Forgot to say after a few weeks we were driving home from a visit and DH got upset and said he felt like he actually had a relationship with his son for the first time ever. It was the best thing we did for him

Immigrantsong · 11/06/2020 19:14

OP put him in care and give you8, your other child and this one the best. One single person cannot do all you do. In care, your DC will be looked af6by so many people. You need to look after your other child. Please don't feel bad. You have done more than I could ever do in your shoes already.

itsgettingweird · 11/06/2020 19:15

How old is he? Would a full time 62 week residential school setting help?

I work special ed. I see this a lot and that's when schools are open and families are getting 6-7 hours respite a day and extra outside of school.

I've seen families have guilt. Insist they live their child.

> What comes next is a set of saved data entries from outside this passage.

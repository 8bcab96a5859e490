#![allow(dead_code)]

use std::sync::{Arc, Mutex, OnceLock};
use std::time::Duration;

use async_trait::async_trait;
use pi_client::{
    Credentials, Environment, GatewayConfig, GatewayLog, LoggingConfig, PaymentGatewayClient,
    PiError, PiResult, HttpTransport, OutboundRequest, TransportResponse,
};
use rsa::pkcs8::{EncodePrivateKey, EncodePublicKey, LineEnding};
use rsa::rand_core::OsRng;
use rsa::RsaPrivateKey;
use serde_json::Value;
use tracing::Level;

pub const CLIENT_ID: &str = "merchant-test";

pub struct KeyPair {
    pub private_pem: String,
    pub public_pem: String,
}

pub fn key_pair() -> &'static KeyPair {
    static KEYS: OnceLock<KeyPair> = OnceLock::new();
    KEYS.get_or_init(|| {
        let mut rng = OsRng;
        let private_key = RsaPrivateKey::new(&mut rng, 2048).expect("key generation");
        KeyPair {
            private_pem: private_key
                .to_pkcs8_pem(LineEnding::LF)
                .expect("private pem")
                .to_string(),
            public_pem: private_key
                .to_public_key()
                .to_public_key_pem(LineEnding::LF)
                .expect("public pem"),
        }
    })
}

pub fn credentials() -> Credentials {
    Credentials::new(CLIENT_ID, key_pair().private_pem.clone())
}

pub fn sandbox_config(base_url: &str) -> GatewayConfig {
    GatewayConfig::new(Environment::Sandbox)
        .with_base_url(Environment::Sandbox, base_url)
        .expect("base url")
        .with_logging(LoggingConfig {
            enabled: true,
            level: Level::WARN,
            channel: "swedbank-test".to_string(),
        })
        .with_request_timeout(Duration::from_secs(5))
}

#[derive(Default)]
pub struct RecordingLog {
    events: Mutex<Vec<(Level, String, Value)>>,
}

impl RecordingLog {
    pub fn events(&self) -> Vec<(Level, String, Value)> {
        self.events.lock().unwrap().clone()
    }
}

impl GatewayLog for RecordingLog {
    fn log(&self, level: Level, message: &str, context: &Value) {
        self.events
            .lock()
            .unwrap()
            .push((level, message.to_string(), context.clone()));
    }
}

pub fn client_with_log(config: &GatewayConfig) -> (PaymentGatewayClient, Arc<RecordingLog>) {
    let log = Arc::new(RecordingLog::default());
    let client = PaymentGatewayClient::builder(config)
        .with_log_sink(log.clone())
        .build()
        .expect("client");
    (client, log)
}

/// Captures requests and answers with a canned response.
pub struct RecordingTransport {
    requests: Mutex<Vec<OutboundRequest>>,
    response: Result<TransportResponse, String>,
}

impl RecordingTransport {
    pub fn responding(status: u16, body: &str) -> Self {
        Self {
            requests: Mutex::new(Vec::new()),
            response: Ok(TransportResponse {
                status,
                body: body.to_string(),
            }),
        }
    }

    pub fn failing(reason: &str) -> Self {
        Self {
            requests: Mutex::new(Vec::new()),
            response: Err(reason.to_string()),
        }
    }

    pub fn requests(&self) -> Vec<OutboundRequest> {
        self.requests.lock().unwrap().clone()
    }
}

#[async_trait]
impl HttpTransport for RecordingTransport {
    async fn execute(&self, request: OutboundRequest) -> PiResult<TransportResponse> {
        self.requests.lock().unwrap().push(request);
        match &self.response {
            Ok(response) => Ok(response.clone()),
            Err(reason) => Err(PiError::Transport(reason.clone())),
        }
    }
}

Believer me no one will think you don't love your child of residential care is what's best for your family. They'll realise and understand you are juggling 5 glasses in the air and at some point you'll drop one.

Thanks
letmethinkaboutitfornow · 11/06/2020 19:15

❤️ it sounds extremely frustrating OP
Sometimes we need to give up things we love to be able to live.
This doesn’t make you a bad mother 💐💐

BillBaileysBum · 11/06/2020 19:16

Push harder with SS.
There isn’t much respite out there in the current crisis, but there IS some. It isn’t advertised but you sound at the very end of your tether.
Say everything you’ve said to us. Follow it up with an email so they’ve got it in writing, and say if they can’t find you some respite, you want to talk about relinquishing him.